= Source records =

####################

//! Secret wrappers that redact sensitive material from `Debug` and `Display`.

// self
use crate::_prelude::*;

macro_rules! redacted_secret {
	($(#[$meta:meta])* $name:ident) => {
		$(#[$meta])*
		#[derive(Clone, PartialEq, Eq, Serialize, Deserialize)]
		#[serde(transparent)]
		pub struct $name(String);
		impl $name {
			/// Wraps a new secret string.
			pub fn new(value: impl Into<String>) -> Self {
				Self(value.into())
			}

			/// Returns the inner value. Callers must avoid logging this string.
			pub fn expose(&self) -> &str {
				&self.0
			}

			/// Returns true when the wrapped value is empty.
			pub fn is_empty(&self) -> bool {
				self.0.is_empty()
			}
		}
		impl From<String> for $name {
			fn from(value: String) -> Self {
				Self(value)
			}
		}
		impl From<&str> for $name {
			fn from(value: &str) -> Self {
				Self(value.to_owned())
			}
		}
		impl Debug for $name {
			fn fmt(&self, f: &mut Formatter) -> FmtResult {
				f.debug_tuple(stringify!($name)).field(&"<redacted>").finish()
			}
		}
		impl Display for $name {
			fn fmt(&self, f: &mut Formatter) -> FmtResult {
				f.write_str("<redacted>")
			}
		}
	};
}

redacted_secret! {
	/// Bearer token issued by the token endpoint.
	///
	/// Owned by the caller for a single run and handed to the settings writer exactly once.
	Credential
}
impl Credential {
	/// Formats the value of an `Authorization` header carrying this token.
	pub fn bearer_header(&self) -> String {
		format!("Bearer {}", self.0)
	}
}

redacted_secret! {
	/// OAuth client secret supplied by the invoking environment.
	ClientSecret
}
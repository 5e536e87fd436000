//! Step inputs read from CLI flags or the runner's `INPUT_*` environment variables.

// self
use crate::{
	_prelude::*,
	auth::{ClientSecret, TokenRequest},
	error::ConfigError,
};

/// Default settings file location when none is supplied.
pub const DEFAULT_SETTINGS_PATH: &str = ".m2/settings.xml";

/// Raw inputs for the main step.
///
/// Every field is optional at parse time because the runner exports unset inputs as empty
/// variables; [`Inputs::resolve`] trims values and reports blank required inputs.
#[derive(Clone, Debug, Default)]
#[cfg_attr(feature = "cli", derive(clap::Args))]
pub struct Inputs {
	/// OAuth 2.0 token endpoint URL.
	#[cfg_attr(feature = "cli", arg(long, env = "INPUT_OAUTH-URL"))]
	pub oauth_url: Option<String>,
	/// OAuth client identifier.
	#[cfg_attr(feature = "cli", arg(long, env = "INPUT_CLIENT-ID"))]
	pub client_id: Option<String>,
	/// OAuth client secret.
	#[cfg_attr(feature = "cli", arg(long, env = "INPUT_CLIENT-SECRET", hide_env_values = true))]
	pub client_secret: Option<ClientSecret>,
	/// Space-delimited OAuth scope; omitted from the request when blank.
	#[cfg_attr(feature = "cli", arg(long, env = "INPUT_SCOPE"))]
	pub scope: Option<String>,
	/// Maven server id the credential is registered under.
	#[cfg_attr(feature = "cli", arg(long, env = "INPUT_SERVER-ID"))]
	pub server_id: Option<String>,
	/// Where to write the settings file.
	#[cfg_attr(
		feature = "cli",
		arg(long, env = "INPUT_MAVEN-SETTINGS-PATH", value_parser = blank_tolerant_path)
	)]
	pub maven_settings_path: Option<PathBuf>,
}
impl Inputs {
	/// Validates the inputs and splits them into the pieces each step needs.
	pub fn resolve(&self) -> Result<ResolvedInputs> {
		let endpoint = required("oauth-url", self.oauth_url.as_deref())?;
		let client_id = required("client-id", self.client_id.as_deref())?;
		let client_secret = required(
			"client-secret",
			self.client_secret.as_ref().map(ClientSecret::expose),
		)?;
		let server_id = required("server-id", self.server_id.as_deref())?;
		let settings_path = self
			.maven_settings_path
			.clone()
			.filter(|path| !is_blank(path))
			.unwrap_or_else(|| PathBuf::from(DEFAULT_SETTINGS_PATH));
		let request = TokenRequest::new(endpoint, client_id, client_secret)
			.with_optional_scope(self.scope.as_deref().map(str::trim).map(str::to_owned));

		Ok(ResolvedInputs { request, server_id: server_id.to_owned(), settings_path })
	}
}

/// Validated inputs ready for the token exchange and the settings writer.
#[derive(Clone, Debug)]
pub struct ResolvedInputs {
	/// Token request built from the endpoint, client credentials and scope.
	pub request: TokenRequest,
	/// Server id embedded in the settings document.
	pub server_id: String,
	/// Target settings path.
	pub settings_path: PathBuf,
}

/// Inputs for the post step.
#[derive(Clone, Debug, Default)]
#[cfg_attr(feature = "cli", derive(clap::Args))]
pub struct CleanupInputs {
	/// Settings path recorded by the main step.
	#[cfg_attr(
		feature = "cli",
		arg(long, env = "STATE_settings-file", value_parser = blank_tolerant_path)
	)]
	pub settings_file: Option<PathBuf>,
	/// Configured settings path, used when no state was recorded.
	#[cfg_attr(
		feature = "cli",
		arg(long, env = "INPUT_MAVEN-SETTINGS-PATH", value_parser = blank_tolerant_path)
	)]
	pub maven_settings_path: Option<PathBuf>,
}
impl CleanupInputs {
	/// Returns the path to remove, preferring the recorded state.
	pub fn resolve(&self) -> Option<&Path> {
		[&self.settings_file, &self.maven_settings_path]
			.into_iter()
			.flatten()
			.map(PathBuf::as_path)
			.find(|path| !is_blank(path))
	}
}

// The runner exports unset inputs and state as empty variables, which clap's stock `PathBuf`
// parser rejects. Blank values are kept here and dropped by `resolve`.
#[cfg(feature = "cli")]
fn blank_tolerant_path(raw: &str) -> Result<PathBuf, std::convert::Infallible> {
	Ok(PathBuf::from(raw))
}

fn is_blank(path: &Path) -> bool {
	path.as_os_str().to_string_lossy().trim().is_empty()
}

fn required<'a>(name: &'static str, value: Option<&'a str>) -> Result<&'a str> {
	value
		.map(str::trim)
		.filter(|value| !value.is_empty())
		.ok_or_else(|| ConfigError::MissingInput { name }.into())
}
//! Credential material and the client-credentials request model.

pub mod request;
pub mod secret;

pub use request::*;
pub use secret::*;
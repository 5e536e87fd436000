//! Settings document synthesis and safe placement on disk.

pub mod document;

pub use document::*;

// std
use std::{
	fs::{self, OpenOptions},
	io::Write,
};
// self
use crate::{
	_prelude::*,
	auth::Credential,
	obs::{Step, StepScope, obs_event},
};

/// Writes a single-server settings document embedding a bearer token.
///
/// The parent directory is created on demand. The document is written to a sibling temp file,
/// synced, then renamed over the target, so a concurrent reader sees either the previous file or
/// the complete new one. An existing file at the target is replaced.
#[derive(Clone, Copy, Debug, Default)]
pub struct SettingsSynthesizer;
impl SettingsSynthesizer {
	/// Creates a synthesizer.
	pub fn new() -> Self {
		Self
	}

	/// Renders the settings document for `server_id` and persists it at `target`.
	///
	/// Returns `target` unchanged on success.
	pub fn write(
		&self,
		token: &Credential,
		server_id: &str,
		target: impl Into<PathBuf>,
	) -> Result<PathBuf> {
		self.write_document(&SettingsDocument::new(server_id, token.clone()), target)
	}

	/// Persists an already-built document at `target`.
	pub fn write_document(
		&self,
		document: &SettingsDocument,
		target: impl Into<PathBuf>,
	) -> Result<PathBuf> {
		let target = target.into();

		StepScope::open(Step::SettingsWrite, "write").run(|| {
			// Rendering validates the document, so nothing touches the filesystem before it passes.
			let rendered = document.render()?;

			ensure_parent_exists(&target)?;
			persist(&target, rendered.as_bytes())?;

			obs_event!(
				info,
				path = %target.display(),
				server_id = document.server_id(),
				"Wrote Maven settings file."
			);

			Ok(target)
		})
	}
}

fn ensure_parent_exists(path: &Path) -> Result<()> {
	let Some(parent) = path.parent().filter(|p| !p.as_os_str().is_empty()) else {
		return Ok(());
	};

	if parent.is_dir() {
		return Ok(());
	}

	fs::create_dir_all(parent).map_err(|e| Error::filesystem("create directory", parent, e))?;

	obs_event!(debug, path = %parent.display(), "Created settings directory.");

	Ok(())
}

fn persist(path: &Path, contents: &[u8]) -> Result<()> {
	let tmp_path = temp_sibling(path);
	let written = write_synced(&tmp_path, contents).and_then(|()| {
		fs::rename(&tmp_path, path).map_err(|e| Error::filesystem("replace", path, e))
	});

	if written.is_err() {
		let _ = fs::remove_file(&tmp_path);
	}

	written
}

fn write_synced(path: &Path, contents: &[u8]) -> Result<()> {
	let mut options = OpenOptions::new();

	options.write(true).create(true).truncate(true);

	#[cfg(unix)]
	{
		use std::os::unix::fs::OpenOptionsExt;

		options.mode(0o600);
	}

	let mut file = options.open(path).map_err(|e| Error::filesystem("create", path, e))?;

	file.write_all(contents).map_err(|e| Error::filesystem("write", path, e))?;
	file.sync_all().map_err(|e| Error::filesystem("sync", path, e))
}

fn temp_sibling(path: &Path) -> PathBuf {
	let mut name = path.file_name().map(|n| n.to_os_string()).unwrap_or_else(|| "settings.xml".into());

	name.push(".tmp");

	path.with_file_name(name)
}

####################

= Problem to solve =
Find and copy each line above that includes the string "environment".

= Expected answer =
	/// OAuth client secret supplied by the invoking environment.
//! Step inputs read from CLI flags or the runner's `INPUT_*` environment variables.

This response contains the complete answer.